His paintings are so alive -- they crackle with energy -- like this pair of old boots shown above.
..or this sunflower from the Met. (I'm not sure that Gawain would like them -- but Vincnet reminds me of those eccentric Sung calligraphers -- like the beloved "Recluse of Verdant Obtuseness")
...or this street scene -- with the judicious use of heavy-texture paint -- that can only be sensed in person (so the jpg's don't work)
But Vincent was already dead when Vollard became a dealer -- so although he did some shows with the estate --- very little sold --- and he sold the remainders off cheap. Why keep it ? It didn't look like a good investment -- at the time.

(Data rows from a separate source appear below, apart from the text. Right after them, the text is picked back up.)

impl DeferredRenderer {
    /// Compiles every program `frame` loaded; a WGSL error fails here.
    pub fn new(ctx: &RenderCtx<'_>, frame: &RenderContext) -> Result<Self, ShaderError> {
        let config = frame.config();
        let mut pipelines = PipelineCache::default();
        pipelines.compile(ctx.device, frame.programs())?;

        let layouts = BindLayouts::new(ctx.device);
        let sampler = ctx.device.create_sampler(&wgpu::SamplerDescriptor {
            label: Some("umbra sampler"),
            address_mode_u: wgpu::AddressMode::ClampToEdge,
            address_mode_v: wgpu::AddressMode::ClampToEdge,
            address_mode_w: wgpu::AddressMode::ClampToEdge,
            mag_filter: wgpu::FilterMode::Nearest,
            min_filter: wgpu::FilterMode::Nearest,
            ..Default::default()
        });
        let neutral = NeutralMaps::new(ctx);
        let default_material = material_bind_group(
            ctx.device,
            &layouts.material,
            &sampler,
            [&neutral.diffuse, &neutral.normal, &neutral.occlude, &neutral.displace],
        );
        let atlas = ShadowAtlas::new(ctx, &config.shadow);
        let align = ctx.device.limits().min_uniform_buffer_offset_alignment as u64;

        Ok(Self {
            clear_colour: config.clear_colour,
            gbuffer_format: config.gbuffer_format,
            layouts,
            sampler,
            neutral,
            default_material,
            texture_sets: Vec::new(),
            pipelines,
            gbuffer: None,
            atlas,
            shadow_bind_group: None,
            light_bind_group: None,
            uniform_stride: align_up(DrawUniforms::SIZE, align),
            uniform_ubo: None,
            uniform_capacity: 0,
            uniform_bind_group: None,
            streams: [None, None, None],
            stream_capacity: 0,
            index_buffers: HashMap::new(),
            frame: 0,
        })
    }

    /// Registers a texture bundle for use with [`RenderContext::draw`].
    pub fn register_texture_set(&mut self, ctx: &RenderCtx<'_>, set: &TextureSet) -> TextureSetId {
        let n = &self.neutral;
        let bind_group = material_bind_group(
            ctx.device,
            &self.layouts.material,
            &self.sampler,
            [
                &set.diffuse,
                set.normal.as_ref().unwrap_or(&n.normal),
                set.occlude.as_ref().unwrap_or(&n.occlude),
                set.displace.as_ref().unwrap_or(&n.displace),
            ],
        );
        self.texture_sets.push(bind_group);
        let id = TextureSetId(self.texture_sets.len() as u32 - 1);
        log::debug!("registered texture set {}", id.0);
        id
    }

    /// Uploads raw RGBA8 texels, rows top first.
    pub fn upload_rgba8(
        &self,
        ctx: &RenderCtx<'_>,
        label: &str,
        width: u32,
        height: u32,
        data: &[u8],
    ) -> Result<wgpu::TextureView, TextureError> {
        check_rgba8(label, width, height, data)?;
        Ok(create_rgba8(ctx, label, width, height, data))
    }

    /// Encodes the frame recorded in `frame` into `target`.
    ///
    /// Frames that have not reached [`FramePhase::Composited`] are skipped.
    pub fn render(&mut self, ctx: &RenderCtx<'_>, target: &mut RenderTarget<'_>, frame: &RenderContext) {
        if frame.phase() != FramePhase::Composited {
            log::warn!("render called in the {} phase; frame skipped", frame.phase());
            return;
        }
        let commands = frame.commands();
        self.frame += 1;

        // Mutating methods must happen before borrowing pipelines/buffers immutably.
        self.ensure_gbuffer(ctx);
        self.write_uniforms(ctx, &commands.uniforms);
        self.write_streams(ctx, commands);
        for cmd in commands.draws() {
            self.ensure_indices(ctx, cmd);
            self.pipelines.ensure(
                ctx,
                &self.layouts,
                frame.programs(),
                self.gbuffer_format,
                (cmd.program, cmd.topology),
            );
        }
        self.evict_indices();

        for pass in &commands.passes {
            self.encode_pass(target, pass);
        }
    }

    // ── encoding ──────────────────────────────────────────────────────────

    fn encode_pass(&self, target: &mut RenderTarget<'_>, pass: &Pass) {
        let Some(gbuffer) = self.gbuffer.as_ref() else { return };
        let clear = wgpu::Color::from(self.clear_colour);

        let (label, attachments, depth) = match pass.kind {
            PassKind::Geometry => {
                let clears = gbuffer_clears(clear);
                let attachments: Vec<_> = gbuffer
                    .colour
                    .iter()
                    .zip(clears)
                    .map(|(view, c)| colour_attachment(view, wgpu::LoadOp::Clear(c)))
                    .collect();
                let depth = wgpu::RenderPassDepthStencilAttachment {
                    view: &gbuffer.depth,
                    depth_ops: Some(wgpu::Operations {
                        load: wgpu::LoadOp::Clear(0.0),
                        store: wgpu::StoreOp::Store,
                    }),
                    stencil_ops: None,
                };
                ("umbra geometry pass", attachments, Some(depth))
            }
            PassKind::Shadow => (
                "umbra shadow pass",
                vec![colour_attachment(&self.atlas.view, wgpu::LoadOp::Clear(wgpu::Color::WHITE))],
                None,
            ),
            PassKind::Light => (
                "umbra light pass",
                vec![colour_attachment(target.surface_view, wgpu::LoadOp::Clear(clear))],
                None,
            ),
            PassKind::Ui { clear: true } => (
                "umbra ui pass",
                vec![colour_attachment(target.surface_view, wgpu::LoadOp::Clear(clear))],
                None,
            ),
            PassKind::Ui { clear: false } => (
                "umbra ui pass",
                vec![colour_attachment(target.surface_view, wgpu::LoadOp::Load)],
                None,
            ),
        };

        let mut rpass = target.encoder.begin_render_pass(&wgpu::RenderPassDescriptor {
            label: Some(label),
            color_attachments: &attachments,
            depth_stencil_attachment: depth,
            timestamp_writes: None,
            occlusion_query_set: None,
            multiview_mask: None,
        });

        for cmd in &pass.draws {
            let group1 = match cmd.program {
                ProgramKind::Shadow => self.shadow_bind_group.as_ref(),
                ProgramKind::Light => self.light_bind_group.as_ref(),
                _ => Some(self.material(cmd.textures)),
            };
            let Some(group1) = group1 else { continue };

            if let Some(cell) = cmd.shadow_cell {
                let (x, y, w, h) = self.atlas.cell_rect(cell);
                rpass.set_viewport(x, y, w, h, 0.0, 1.0);
            }
            self.draw(&mut rpass, cmd, group1);
        }
    }

    fn draw(&self, rpass: &mut wgpu::RenderPass<'_>, cmd: &DrawCmd, group1: &wgpu::BindGroup) {
        let Some(entry) = self.pipelines.get((cmd.program, cmd.topology)) else { return };
        let Some(uniforms) = self.uniform_bind_group.as_ref() else { return };
        let Some(indices) = self.index_buffers.get(&cmd.buffer) else { return };

        rpass.set_pipeline(&entry.pipeline);
        rpass.set_bind_group(0, uniforms, &[dynamic_offset(cmd.uniforms, self.uniform_stride)]);
        rpass.set_bind_group(1, group1, &[]);
        for (slot, &attribute) in entry.streams.iter().enumerate() {
            let Some(stream) = self.streams[attribute_slot(attribute)].as_ref() else { return };
            rpass.set_vertex_buffer(slot as u32, stream.slice(..));
        }
        rpass.set_index_buffer(indices.buffer.slice(..), wgpu::IndexFormat::Uint32);
        rpass.draw_indexed(cmd.index_range.clone(), cmd.base_vertex, 0..1);
    }

    fn material(&self, textures: Option<TextureSetId>) -> &wgpu::BindGroup {
        textures
            .and_then(|id| self.texture_sets.get(id.0 as usize))
            .unwrap_or(&self.default_material)
    }

    // ── targets ───────────────────────────────────────────────────────────

    fn ensure_gbuffer(&mut self, ctx: &RenderCtx<'_>) {
        if let Some(g) = &self.gbuffer {
            if g.extent == ctx.extent() {
                return;
            }
        }
        let gbuffer = GBuffer::new(ctx, self.gbuffer_format);
        let [diffuse, normal, displacement, occlusion] = &gbuffer.colour;

        self.shadow_bind_group = Some(sampled_bind_group(
            ctx.device,
            "umbra shadow bind group",
            &self.layouts.shadow,
            &self.sampler,
            &[diffuse, normal, displacement, occlusion],
        ));
        self.light_bind_group = Some(sampled_bind_group(
            ctx.device,
            "umbra light bind group",
            &self.layouts.light,
            &self.sampler,
            &[diffuse, normal, displacement, occlusion, &self.atlas.view],
        ));
        self.gbuffer = Some(gbuffer);
    }

    // ── uploads ───────────────────────────────────────────────────────────

    fn write_uniforms(&mut self, ctx: &RenderCtx<'_>, uniforms: &[DrawUniforms]) {
        if uniforms.is_empty() {
            return;
        }
        if uniforms.len() > self.uniform_capacity || self.uniform_ubo.is_none() {
            let cap = uniforms.len().next_power_of_two().max(64);
            let ubo = ctx.device.create_buffer(&wgpu::BufferDescriptor {
                label: Some("umbra uniform arena"),
                size: cap as u64 * self.uniform_stride,
                usage: wgpu::BufferUsages::UNIFORM | wgpu::BufferUsages::COPY_DST,
                mapped_at_creation: false,
            });
            self.uniform_bind_group = Some(ctx.device.create_bind_group(&wgpu::BindGroupDescriptor {
                label: Some("umbra uniform bind group"),
                layout: &self.layouts.uniforms,
                entries: &[wgpu::BindGroupEntry {
                    binding: 0,
                    resource: wgpu::BindingResource::Buffer(wgpu::BufferBinding {
                        buffer: &ubo,
                        offset: 0,
                        size: wgpu::BufferSize::new(DrawUniforms::SIZE),
                    }),
                }],
            }));
            self.uniform_ubo = Some(ubo);
            self.uniform_capacity = cap;
        }

        let Some(ubo) = self.uniform_ubo.as_ref() else { return };
        ctx.queue.write_buffer(ubo, 0, &pack_uniforms(uniforms, self.uniform_stride));
    }

    fn write_streams(&mut self, ctx: &RenderCtx<'_>, commands: &FrameCommands) {
        let vertices = commands.positions.len();
        if vertices == 0 {
            return;
        }
        if vertices > self.stream_capacity || self.streams.iter().any(Option::is_none) {
            let cap = vertices.next_power_of_two().max(64);
            for (attribute, label) in [
                (Attribute::Position, "umbra positions"),
                (Attribute::TexCoord, "umbra tex coords"),
                (Attribute::Colour, "umbra colours"),
            ] {
                self.streams[attribute_slot(attribute)] = Some(ctx.device.create_buffer(&wgpu::BufferDescriptor {
                    label: Some(label),
                    size: cap as u64 * super::pipelines::stream_stride(attribute),
                    usage: wgpu::BufferUsages::VERTEX | wgpu::BufferUsages::COPY_DST,
                    mapped_at_creation: false,
                }));
            }
            self.stream_capacity = cap;
        }

        let [Some(p), Some(t), Some(c)] = &self.streams else { return };
        ctx.queue.write_buffer(p, 0, bytemuck::cast_slice(&commands.positions));
        ctx.queue.write_buffer(t, 0, bytemuck::cast_slice(&commands.tex_coords));
        ctx.queue.write_buffer(c, 0, bytemuck::cast_slice(&commands.colours));
    }

    /// Index tables are static per buffer; each is uploaded once.
    fn ensure_indices(&mut self, ctx: &RenderCtx<'_>, cmd: &DrawCmd) {
        let frame = self.frame;
        self.index_buffers
            .entry(cmd.buffer)
            .and_modify(|e| e.last_used = frame)
            .or_insert_with(|| IndexEntry {
                buffer: ctx.device.create_buffer_init(&wgpu::util::BufferInitDescriptor {
                    label: Some("umbra index table"),
                    contents: bytemuck::cast_slice(&cmd.indices[..]),
                    usage: wgpu::BufferUsages::INDEX,
                }),
                last_used: frame,
            });
    }

    fn evict_indices(&mut self) {
        let frame = self.frame;
        let before = self.index_buffers.len();
        self.index_buffers
            .retain(|_, e| frame - e.last_used <= INDEX_RETENTION_FRAMES);
        let evicted = before - self.index_buffers.len();
        if evicted > 0 {
            log::trace!("released {evicted} idle index tables");
        }
    }
}
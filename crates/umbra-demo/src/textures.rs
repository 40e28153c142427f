//! Procedural sprite sheets, so the demo ships without image assets.

/// Edge of every generated texture, in texels.
pub const SIZE: u32 = 64;

/// RGBA8 rows, top first.
pub struct Image {
    pub width: u32,
    pub height: u32,
    pub rgba: Vec<u8>,
}

fn generate(mut texel: impl FnMut(u32, u32) -> [u8; 4]) -> Image {
    let mut rgba = Vec::with_capacity((SIZE * SIZE * 4) as usize);
    for y in 0..SIZE {
        for x in 0..SIZE {
            rgba.extend_from_slice(&texel(x, y));
        }
    }
    Image { width: SIZE, height: SIZE, rgba }
}

/// Two-tone flagstones with darker grout.
pub fn floor_diffuse() -> Image {
    generate(|x, y| {
        if x % 32 < 2 || y % 32 < 2 {
            return [40, 38, 36, 255];
        }
        let light = ((x / 32) + (y / 32)) % 2 == 0;
        if light { [150, 140, 120, 255] } else { [120, 112, 98, 255] }
    })
}

/// Grout lines bevel inwards; tiles are flat.
pub fn floor_normal() -> Image {
    generate(|x, y| {
        let nx = match x % 32 {
            0 => 64,
            1 => 192,
            _ => 128,
        };
        let ny = match y % 32 {
            0 => 192,
            1 => 64,
            _ => 128,
        };
        [nx, ny, 230, 255]
    })
}

/// Wooden crate: planks with a dark frame.
pub fn crate_diffuse() -> Image {
    generate(|x, y| {
        let edge = x < 4 || y < 4 || x >= SIZE - 4 || y >= SIZE - 4;
        if edge {
            [70, 45, 25, 255]
        } else if y % 12 == 0 {
            [90, 60, 35, 255]
        } else {
            [160, 110, 60, 255]
        }
    })
}

/// Crates block light over their whole face.
pub fn crate_occlusion() -> Image {
    generate(|_, _| [255, 255, 255, 255])
}

/// Raised frame, recessed planks.
pub fn crate_displacement() -> Image {
    generate(|x, y| {
        let edge = x < 4 || y < 4 || x >= SIZE - 4 || y >= SIZE - 4;
        let h = if edge { 255 } else { 96 };
        [h, h, h, 255]
    })
}

#[cfg(test)]
mod tests {
    use super::*;

    #[test]
    fn images_are_fully_populated() {
        for image in [floor_diffuse(), floor_normal(), crate_diffuse(), crate_occlusion(), crate_displacement()] {
            assert_eq!(image.rgba.len(), (image.width * image.height * 4) as usize);
        }
    }

    #[test]
    fn grout_is_darker_than_tiles() {
        let img = floor_diffuse();
        let at = |x: u32, y: u32| img.rgba[((y * SIZE + x) * 4) as usize];
        assert!(at(0, 10) < at(10, 10));
    }
}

Oh, and really love this Vuillard -- it's hard to tell from the jpg -- but the pattern on the lady's blouse feels like a cluster of precious stones.
I so much like to be lolling about while a woman is preparing me dinner !
And, of course, I also like young women with their shirts off.
This Renoir is really glowing -- and the drawing is perfect -- even as it sometimes appears to be careless. (BTW -- Rodin saw this painting and bought it -- so now it can be seen at the Hotel Biron
Speaking of Rodin -- here's a design he made to accompany one of Vuillard's art books.. The story involves some kind of torture garden (ouch!). A bit misogynistic, perhaps, but so beautiful -- and the feeling that Rodin's figures settle into a delicious design the way I might settle into a big comfy chair.
And speaking of publications -- I never realized that Vollard was responsible for all my favorite Picassos -- i.e. the etchings he made for the Vollard edition of "The Sculptor's Studio"
Usually I condemn Picasso for his arrogant -- sloppy -- self indulgence -- but here's he's indulging my favorite fantasies -- and drawing like Raphael -- so I forgive him everything !
Vollard is also known for his investment in the late work of Degas --- the things that Degas never gave to his dealers -- for what, I think, was good reason -- i.e. the sharpness -- and maybe his eyesight -- was gone.
There was an exhibit of late Degas here in Chicago about 15 years ago -- and I hated it -- and especially its promotion as "Degas the Modernist" - "modern" because the work was so loose approaching ugly.
But I really like the large painting (above) that accompanied this exhibit.
I also liked Degas' memoirs of the whorehouse -- monoprints that were not marketed in his lifetime. Very poignant -- very tasty --and kind of sad.
Vollard is credited with getting the aging Renoir to sculpt -- or, not actually to sculpt -- since his arthritic hands were too crippled -- but to collaborate with a young Spanish sculptor, Richard Guino -- and I think the word "collaborate" is giving Renoir a bit too much credit -- since Guino actually modeled the things -- Renoir was more like the producer (with Vollard as the "executive producer") Just like Billy Strayhorn with Duke Ellington -- Renoir, at first, got all the credit -- but since the 50's, the Guino family has been given the copyrights.
But Vollard's greatest achievement, so far as I'm concerned, was making Maillol a sculptor !
Yes! --- he is somewhat credited with directing Maillol's career toward sculpture. For example, he bought the above wood carving -- made a mold -- and began to cast copies in bronze -- circulating them throughout the artworld (Rodin bought one) and then giving Maillol his first solo sculpture show (before then he made decorative paintings and tapestries)
I have no illusions about Vollard's taste --- he did the same thing for Picasso's clumsy/ugly sculptural events -- and he sold quite a few --- but still ---- what if Maillol had never become an art star ? What if Elvis had spent his life driving trucks ? Businessmen are needed !
But my biggest disappointment in the show -- was that it didn't include any of the Vollard artists who DID NOT become art super-stars (the unfamiliar will always interest me the most)
This show -- like every museum show about art after 1850 --- is a kind of sacred narrative -- about the days when art-gods descended to earth -- and the great faith of MODERNISM was revealed to ignorant humanity.
And I'm just not sure that public institutions should be used to promote religious faith.